Set down word for word the lines that begin the entries and run through the line containing "leftover background registration.". Give nothing further.

======== DATASET CONTENT ========

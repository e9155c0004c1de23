//! Producer and background task configuration.

use std::fmt;
use std::str::FromStr;
use std::time::Duration;

use crate::device::PositionRequest;
use crate::retry::{RetryPolicy, DEFAULT_MAX_RETRIES, DEFAULT_RETRY_BASE_MS};

// ==================== Producer Defaults ====================

/// Sampling interval before any speed has been observed (5 seconds).
pub const DEFAULT_INTERVAL_MS: u64 = 5000;

/// Timeout for a per-tick position read.
pub const DEFAULT_READ_TIMEOUT_MS: u64 = 10_000;

/// Maximum age of a cached fix accepted by a per-tick read.
pub const DEFAULT_READ_MAX_AGE_MS: u64 = 5000;

/// Timeout for the initial read at session start.
pub const DEFAULT_INITIAL_READ_TIMEOUT_MS: u64 = 15_000;

/// Maximum age of a cached fix accepted by the initial read.
pub const DEFAULT_INITIAL_READ_MAX_AGE_MS: u64 = 10_000;

/// Overall deadline for one store write attempt.
pub const DEFAULT_WRITE_TIMEOUT_MS: u64 = 10_000;

/// Delivery interval requested from the OS in background mode.
pub const DEFAULT_CONTINUOUS_INTERVAL_MS: u64 = 5000;

/// Movement filter requested from the OS in background mode (metres).
pub const DEFAULT_DISTANCE_FILTER_M: f64 = 0.0;

/// Deadline for the non-blocking store probe at session start.
pub const DEFAULT_CONNECTIVITY_PROBE_MS: u64 = 5000;

/// Pause after stopping a leftover background registration.
pub const DEFAULT_REGISTRATION_SETTLE_MS: u64 = 500;

/// Consecutive background failures before the error is escalated.
pub const DEFAULT_CONSECUTIVE_ERROR_THRESHOLD: u32 = 5;

/// How continuous updates are delivered while sharing.
#[derive(Debug, Clone, Copy, PartialEq, Eq, Default)]
pub enum SharingMode {
    /// The OS delivers fixes to the background task.
    #[default]
    Background,
    /// An in-process timer polls the location provider.
    Foreground,
}

impl SharingMode {
    pub fn as_str(&self) -> &'static str {
        match self {
            SharingMode::Background => "background",
            SharingMode::Foreground => "foreground",
        }
    }
}

impl fmt::Display for SharingMode {
    fn fmt(&self, f: &mut fmt::Formatter<'_>) -> fmt::Result {
        f.write_str(self.as_str())
    }
}

impl FromStr for SharingMode {
    type Err = String;

    fn from_str(s: &str) -> Result<Self, Self::Err> {
        match s.trim().to_ascii_lowercase().as_str() {
            "background" => Ok(SharingMode::Background),
            "foreground" => Ok(SharingMode::Foreground),
            other => Err(format!("expected 'background' or 'foreground', got '{}'", other)),
        }
    }
}

/// Configuration for [`LocationSharer`](super::LocationSharer).
#[derive(Debug, Clone)]
pub struct ProducerConfig {
    pub mode: SharingMode,

    /// Interval used until speed is known, and restored on stop.
    pub default_interval: Duration,

    pub read_timeout: Duration,
    pub read_max_age: Duration,
    pub initial_read_timeout: Duration,
    pub initial_read_max_age: Duration,

    /// Deadline applied to each write attempt.
    pub write_timeout: Duration,

    /// Backoff for transient write failures.
    pub retry: RetryPolicy,

    pub continuous_interval: Duration,
    pub distance_filter_m: f64,

    pub connectivity_probe_timeout: Duration,
    pub registration_settle: Duration,
}

impl Default for ProducerConfig {
    fn default() -> Self {
        Self {
            mode: SharingMode::default(),
            default_interval: Duration::from_millis(DEFAULT_INTERVAL_MS),
            read_timeout: Duration::from_millis(DEFAULT_READ_TIMEOUT_MS),
            read_max_age: Duration::from_millis(DEFAULT_READ_MAX_AGE_MS),
            initial_read_timeout: Duration::from_millis(DEFAULT_INITIAL_READ_TIMEOUT_MS),
            initial_read_max_age: Duration::from_millis(DEFAULT_INITIAL_READ_MAX_AGE_MS),
            write_timeout: Duration::from_millis(DEFAULT_WRITE_TIMEOUT_MS),
            retry: RetryPolicy::with_base(
                DEFAULT_MAX_RETRIES,
                Duration::from_millis(DEFAULT_RETRY_BASE_MS),
            ),
            continuous_interval: Duration::from_millis(DEFAULT_CONTINUOUS_INTERVAL_MS),
            distance_filter_m: DEFAULT_DISTANCE_FILTER_M,
            connectivity_probe_timeout: Duration::from_millis(DEFAULT_CONNECTIVITY_PROBE_MS),
            registration_settle: Duration::from_millis(DEFAULT_REGISTRATION_SETTLE_MS),
        }
    }
}

impl ProducerConfig {
    pub fn new() -> Self {
        Self::default()
    }

    pub fn with_mode(mut self, mode: SharingMode) -> Self {
        self.mode = mode;
        self
    }

    pub fn with_default_interval(mut self, interval: Duration) -> Self {
        self.default_interval = interval;
        self
    }

    pub fn with_write_timeout(mut self, timeout: Duration) -> Self {
        self.write_timeout = timeout;
        self
    }

    pub fn with_retry(mut self, retry: RetryPolicy) -> Self {
        self.retry = retry;
        self
    }

    pub fn with_read_timeouts(mut self, tick: Duration, initial: Duration) -> Self {
        self.read_timeout = tick;
        self.initial_read_timeout = initial;
        self
    }

    pub fn with_continuous_updates(mut self, interval: Duration, distance_filter_m: f64) -> Self {
        self.continuous_interval = interval;
        self.distance_filter_m = distance_filter_m;
        self
    }

    pub fn with_registration_settle(mut self, settle: Duration) -> Self {
        self.registration_settle = settle;
        self
    }

    /// Request used by each update tick.
    pub fn tick_request(&self) -> PositionRequest {
        PositionRequest::high_accuracy(self.read_timeout, self.read_max_age)
    }

    /// Request used for the first fix of a session.
    pub fn initial_request(&self) -> PositionRequest {
        PositionRequest::high_accuracy(self.initial_read_timeout, self.initial_read_max_age)
    }
}

/// Configuration for [`BackgroundLocationTask`](super::BackgroundLocationTask).
#[derive(Debug, Clone)]
pub struct BackgroundTaskConfig {
    pub write_timeout: Duration,
    pub retry: RetryPolicy,
    /// Consecutive failures at which each further failure logs an error.
    pub consecutive_error_threshold: u32,
}

impl Default for BackgroundTaskConfig {
    fn default() -> Self {
        Self {
            write_timeout: Duration::from_millis(DEFAULT_WRITE_TIMEOUT_MS),
            retry: RetryPolicy::default(),
            consecutive_error_threshold: DEFAULT_CONSECUTIVE_ERROR_THRESHOLD,
        }
    }
}

impl BackgroundTaskConfig {
    pub fn new() -> Self {
        Self::default()
    }

    pub fn with_write_timeout(mut self, timeout: Duration) -> Self {
        self.write_timeout = timeout;
        self
    }

    pub fn with_retry(mut self, retry: RetryPolicy) -> Self {
        self.retry = retry;
        self
    }

    pub fn with_consecutive_error_threshold(mut self, threshold: u32) -> Self {
        self.consecutive_error_threshold = threshold;
        self
    }
}

#[cfg(test)]
mod tests {
    use super::*;

    #[test]
    fn test_producer_defaults() {
        let config = ProducerConfig::default();
        assert_eq!(config.mode, SharingMode::Background);
        assert_eq!(config.default_interval, Duration::from_secs(5));
        assert_eq!(config.tick_request().timeout, Duration::from_secs(10));
        assert_eq!(config.tick_request().max_age, Duration::from_secs(5));
        assert_eq!(config.initial_request().timeout, Duration::from_secs(15));
        assert_eq!(config.initial_request().max_age, Duration::from_secs(10));
        assert_eq!(config.retry.max_retries(), 3);
        assert_eq!(config.retry.delay_for_retry(1), Some(Duration::from_secs(2)));
    }

    #[test]
    fn test_sharing_mode_parse() {
        assert_eq!("Foreground".parse::<SharingMode>(), Ok(SharingMode::Foreground));
        assert_eq!(" background ".parse::<SharingMode>(), Ok(SharingMode::Background));
        assert!("always".parse::<SharingMode>().is_err());
        assert_eq!(SharingMode::Foreground.to_string(), "foreground");
    }

    #[test]
    fn test_background_defaults() {
        let config = BackgroundTaskConfig::default().with_consecutive_error_threshold(2);
        assert_eq!(config.write_timeout, Duration::from_secs(10));
        assert_eq!(config.consecutive_error_threshold, 2);
    }
}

========

### [ANSWER TO THIS TASK]
repository e9155c0004c1de23
//! Producer and background task configuration.

use std::fmt;
use std::str::FromStr;
use std::time::Duration;

use crate::device::PositionRequest;
use crate::retry::{RetryPolicy, DEFAULT_MAX_RETRIES, DEFAULT_RETRY_BASE_MS};

// ==================== Producer Defaults ====================

/// Sampling interval before any speed has been observed (5 seconds).
pub const DEFAULT_INTERVAL_MS: u64 = 5000;

/// Timeout for a per-tick position read.
pub const DEFAULT_READ_TIMEOUT_MS: u64 = 10_000;

/// Maximum age of a cached fix accepted by a per-tick read.
pub const DEFAULT_READ_MAX_AGE_MS: u64 = 5000;

/// Timeout for the initial read at session start.
pub const DEFAULT_INITIAL_READ_TIMEOUT_MS: u64 = 15_000;

/// Maximum age of a cached fix accepted by the initial read.
pub const DEFAULT_INITIAL_READ_MAX_AGE_MS: u64 = 10_000;

/// Overall deadline for one store write attempt.
pub const DEFAULT_WRITE_TIMEOUT_MS: u64 = 10_000;

/// Delivery interval requested from the OS in background mode.
pub const DEFAULT_CONTINUOUS_INTERVAL_MS: u64 = 5000;

/// Movement filter requested from the OS in background mode (metres).
pub const DEFAULT_DISTANCE_FILTER_M: f64 = 0.0;

/// Deadline for the non-blocking store probe at session start.
pub const DEFAULT_CONNECTIVITY_PROBE_MS: u64 = 5000;

/// Pause after stopping a leftover background registration.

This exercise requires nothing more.